I was considering my leap to freedom, reassuring myself that, despite this furious attack, Laroche was Ramsey’s man, like me, when my thoughts were stopped by the sight of Feng swinging from a severed stay line across the divide and landing in the shrouds of Laroche’s ship. From there he dropped to the deck and, evading Laroche’s crew (who had not yet truly appreciated his presence among them), made straight for the solar weapon. Producing a cooper’s hammer from his belt, he shattered, with lithe and efficient strokes, the glass lenses one by one and moved on to the central dish itself, where he put two great divots into the silver before he was beset by Laroche’s marines. They surrounded him and he used his hammer as a weapon, making short swift arcs that landed with staggering speed on one sailor after another, now breaking a knee, now caving a temple. This crowd moved about the deck, for Feng would not let them corner him, and they left behind them a trail of broken men, some impaled on their own swords. He ducked and leaped like a flame, dodging the falling bodies, all the while writing invisible ideograms in the air with the hammer, each punctuated by apostrophes of blood.

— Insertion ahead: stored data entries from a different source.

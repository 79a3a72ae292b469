//! ==============================================================================
//! store.rs - Store Gateway
//! ==============================================================================
//!
//! purpose:
//!     narrow interface over the readings collection: insert-one,
//!     find-with-filter-sort-limit, distinct-sensor-values. handlers only see
//!     the `StoreGateway` trait, so the production MongoDB store and the
//!     in-process `MemoryStore` (tests, dev boxes without a database) are
//!     interchangeable.
//!
//! data layout:
//!     one flat collection of documents
//!         { sensor, value, unit, timestamp }
//!     legacy documents written by the first firmware revision carry `valor`
//!     instead of `value`; the read path in routes.rs handles both. a compound
//!     index on (sensor, timestamp) is recommended for the query pattern.
//!
//! ==============================================================================

use anyhow::{Context, Result};
use async_trait::async_trait;
use bson::{doc, Bson, Document};
use chrono::{DateTime, Utc};
use futures::stream::TryStreamExt;
use mongodb::{Client, Collection};
use tokio::sync::RwLock;

use crate::config::DatabaseConfig;
use crate::domain::Reading;

/// insert/find/distinct over the readings collection
#[async_trait]
pub trait StoreGateway: Send + Sync {
    /// persist one reading, returning the store-assigned id
    async fn insert_reading(&self, reading: &Reading) -> Result<String>;

    /// readings for one sensor, ascending timestamp, at most `limit`.
    /// `range` bounds are inclusive; `None` means no timestamp filter.
    async fn find_readings(
        &self,
        sensor: &str,
        range: Option<(DateTime<Utc>, DateTime<Utc>)>,
        limit: i64,
    ) -> Result<Vec<Document>>;

    /// distinct sensor names currently in the store (store-defined order)
    async fn distinct_sensors(&self) -> Result<Vec<String>>;
}

// ==============================================================================
// MongoDB implementation
// ==============================================================================

pub struct MongoStore {
    collection: Collection<Document>,
}

impl MongoStore {
    /// connect and ping. a failed ping here is what puts the service into
    /// store-unavailable mode, so fail fast rather than lazily.
    pub async fn connect(config: &DatabaseConfig) -> Result<Self> {
        let client = Client::with_uri_str(&config.uri)
            .await
            .context("invalid MongoDB connection string")?;

        let database = client.database(&config.database);
        database
            .run_command(doc! { "ping": 1 })
            .await
            .context("MongoDB ping failed")?;

        Ok(Self {
            collection: database.collection(&config.collection),
        })
    }
}

#[async_trait]
impl StoreGateway for MongoStore {
    async fn insert_reading(&self, reading: &Reading) -> Result<String> {
        let document = doc! {
            "sensor": &reading.sensor,
            "value": reading.value,
            "unit": &reading.unit,
            "timestamp": bson::DateTime::from_chrono(reading.timestamp),
        };

        let result = self
            .collection
            .insert_one(document)
            .await
            .context("insert_one failed")?;

        Ok(match result.inserted_id {
            Bson::ObjectId(id) => id.to_hex(),
            other => other.to_string(),
        })
    }

    async fn find_readings(
        &self,
        sensor: &str,
        range: Option<(DateTime<Utc>, DateTime<Utc>)>,
        limit: i64,
    ) -> Result<Vec<Document>> {
        let mut filter = doc! { "sensor": sensor };
        if let Some((from, to)) = range {
            filter.insert(
                "timestamp",
                doc! {
                    "$gte": bson::DateTime::from_chrono(from),
                    "$lte": bson::DateTime::from_chrono(to),
                },
            );
        }

        let cursor = self
            .collection
            .find(filter)
            .sort(doc! { "timestamp": 1 })
            .limit(limit)
            .await
            .context("find failed")?;

        cursor.try_collect().await.context("cursor drain failed")
    }

    async fn distinct_sensors(&self) -> Result<Vec<String>> {
        let values = self
            .collection
            .distinct("sensor", doc! {})
            .await
            .context("distinct failed")?;

        Ok(values
            .into_iter()
            .filter_map(|v| match v {
                Bson::String(s) => Some(s),
                _ => None,
            })
            .collect())
    }
}

// ==============================================================================
// In-memory implementation (tests, dev boxes without a database)
// ==============================================================================

#[derive(Default)]
pub struct MemoryStore {
    documents: RwLock<Vec<Document>>,
}

impl MemoryStore {
    pub fn new() -> Self {
        Self::default()
    }

    /// seed a raw document, bypassing ingest normalization. used by tests to
    /// plant legacy-shaped documents (`valor`, string values, missing fields).
    pub async fn insert_document(&self, document: Document) {
        self.documents.write().await.push(document);
    }

    pub async fn documents(&self) -> Vec<Document> {
        self.documents.read().await.clone()
    }
}

fn timestamp_millis(document: &Document) -> Option<i64> {
    document
        .get_datetime("timestamp")
        .ok()
        .map(|ts| ts.timestamp_millis())
}

#[async_trait]
impl StoreGateway for MemoryStore {
    async fn insert_reading(&self, reading: &Reading) -> Result<String> {
        let id = bson::oid::ObjectId::new();
        self.documents.write().await.push(doc! {
            "_id": id,
            "sensor": &reading.sensor,
            "value": reading.value,
            "unit": &reading.unit,
            "timestamp": bson::DateTime::from_chrono(reading.timestamp),
        });
        Ok(id.to_hex())
    }

    async fn find_readings(
        &self,
        sensor: &str,
        range: Option<(DateTime<Utc>, DateTime<Utc>)>,
        limit: i64,
    ) -> Result<Vec<Document>> {
        let documents = self.documents.read().await;

        let mut matches: Vec<Document> = documents
            .iter()
            .filter(|d| d.get_str("sensor") == Ok(sensor))
            .filter(|d| match range {
                // like MongoDB's $gte/$lte, a missing timestamp never matches
                // a range filter
                Some((from, to)) => timestamp_millis(d).is_some_and(|ms| {
                    ms >= from.timestamp_millis() && ms <= to.timestamp_millis()
                }),
                None => true,
            })
            .cloned()
            .collect();

        matches.sort_by_key(|d| timestamp_millis(d).unwrap_or(i64::MIN));
        matches.truncate(limit.max(0) as usize);
        Ok(matches)
    }

    async fn distinct_sensors(&self) -> Result<Vec<String>> {
        let documents = self.documents.read().await;
        let mut sensors: Vec<String> = Vec::new();
        for document in documents.iter() {
            if let Ok(sensor) = document.get_str("sensor") {
                if !sensors.iter().any(|s| s == sensor) {
                    sensors.push(sensor.to_string());
                }
            }
        }
        Ok(sensors)
    }
}

#[cfg(test)]
mod tests {
    use super::*;
    use chrono::TimeZone;

    fn at(hour: u32) -> bson::DateTime {
        bson::DateTime::from_chrono(Utc.with_ymd_and_hms(2024, 1, 1, hour, 0, 0).unwrap())
    }

    #[tokio::test]
    async fn test_find_filters_sorts_and_limits() {
        let store = MemoryStore::new();
        store
            .insert_document(doc! { "sensor": "temp", "value": 2.0, "timestamp": at(2) })
            .await;
        store
            .insert_document(doc! { "sensor": "temp", "value": 1.0, "timestamp": at(1) })
            .await;
        store
            .insert_document(doc! { "sensor": "other", "value": 9.0, "timestamp": at(1) })
            .await;
        store
            .insert_document(doc! { "sensor": "temp", "value": 3.0, "timestamp": at(3) })
            .await;

        let docs = store.find_readings("temp", None, 2).await.unwrap();
        assert_eq!(docs.len(), 2);
        assert_eq!(docs[0].get_f64("value").unwrap(), 1.0);
        assert_eq!(docs[1].get_f64("value").unwrap(), 2.0);
    }

    #[tokio::test]
    async fn test_find_range_bounds_are_inclusive() {
        let store = MemoryStore::new();
        for hour in 1..=4 {
            store
                .insert_document(
                    doc! { "sensor": "temp", "value": hour as f64, "timestamp": at(hour) },
                )
                .await;
        }

        let from = Utc.with_ymd_and_hms(2024, 1, 1, 2, 0, 0).unwrap();
        let to = Utc.with_ymd_and_hms(2024, 1, 1, 3, 0, 0).unwrap();
        let docs = store
            .find_readings("temp", Some((from, to)), 5000)
            .await
            .unwrap();

        assert_eq!(docs.len(), 2);
        assert_eq!(docs[0].get_f64("value").unwrap(), 2.0);
        assert_eq!(docs[1].get_f64("value").unwrap(), 3.0);
    }

    #[tokio::test]
    async fn test_range_filter_excludes_documents_without_timestamp() {
        let store = MemoryStore::new();
        store
            .insert_document(doc! { "sensor": "temp", "value": 1.0 })
            .await;

        let from = Utc.with_ymd_and_hms(2024, 1, 1, 0, 0, 0).unwrap();
        let to = Utc.with_ymd_and_hms(2024, 1, 2, 0, 0, 0).unwrap();
        let docs = store
            .find_readings("temp", Some((from, to)), 5000)
            .await
            .unwrap();
        assert!(docs.is_empty());

        // without a range filter the document still comes back
        let docs = store.find_readings("temp", None, 5000).await.unwrap();
        assert_eq!(docs.len(), 1);
    }

    #[tokio::test]
    async fn test_distinct_sensors_first_seen_order() {
        let store = MemoryStore::new();
        store
            .insert_document(doc! { "sensor": "b", "value": 1.0, "timestamp": at(1) })
            .await;
        store
            .insert_document(doc! { "sensor": "a", "value": 1.0, "timestamp": at(2) })
            .await;
        store
            .insert_document(doc! { "sensor": "b", "value": 2.0, "timestamp": at(3) })
            .await;

        let sensors = store.distinct_sensors().await.unwrap();
        assert_eq!(sensors, vec!["b".to_string(), "a".to_string()]);
    }
}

My vision obscured by smoke and the rolling of the deck, I was able to witness only brief moments of this melee, but it was time enough to see Feng cut down a dozen men. They would have had more luck catching the wind; he had a manner of slinking askance, slipping behind them even as they lunged. The sailors seemed confused to find their wrists broken and their jaws unhinged by that appalling hammer. One, taking desperate action, dropped his sword and lifted his blunderbuss, but Feng did not flee nor flinch. Rather, in a wink, as the gun was aimed, Feng went to the soldier as easily as one hugs a friend. The gun fired safely under Feng’s arm, and three soldiers behind him dropped, gripping their red bellies, felled by their comrade’s shot.

All the while, rifles and cannon continued to mutilate the air, scattering wood and bone like confetti. As more men moved to intercept Feng, our gunners gained advantage and many of Laroche’s men found themselves riddled with crossfire.

Only when a net was thrown over Feng did his choreography slow. I heard Bai’s steady voice addressing Mabbot behind me: “Captain, with your permission?” Mabbot must have nodded, for Bai flew to
La Colette
in the same manner and began to disperse soldiers, severing Feng’s net with his tasseled sword. The brothers, unstoppable and moving as one, cut the tether on the spanker boom and swung it out over the gap. This they used as a bridge, dancing across the narrow spar to the cheers of our crew and returning to Mabbot’s side. I saw that Feng had suffered blows and lacerations. Still, the glow upon the twins’ faces showed their satisfaction with the foray.

During these events, I became aware of the figure of Laroche himself, a long shadow on the foredeck, using his sword to punctuate his orders. The brass buttons, running in parallel rows down his coat, glinted in the sun as he orchestrated the vicious assault.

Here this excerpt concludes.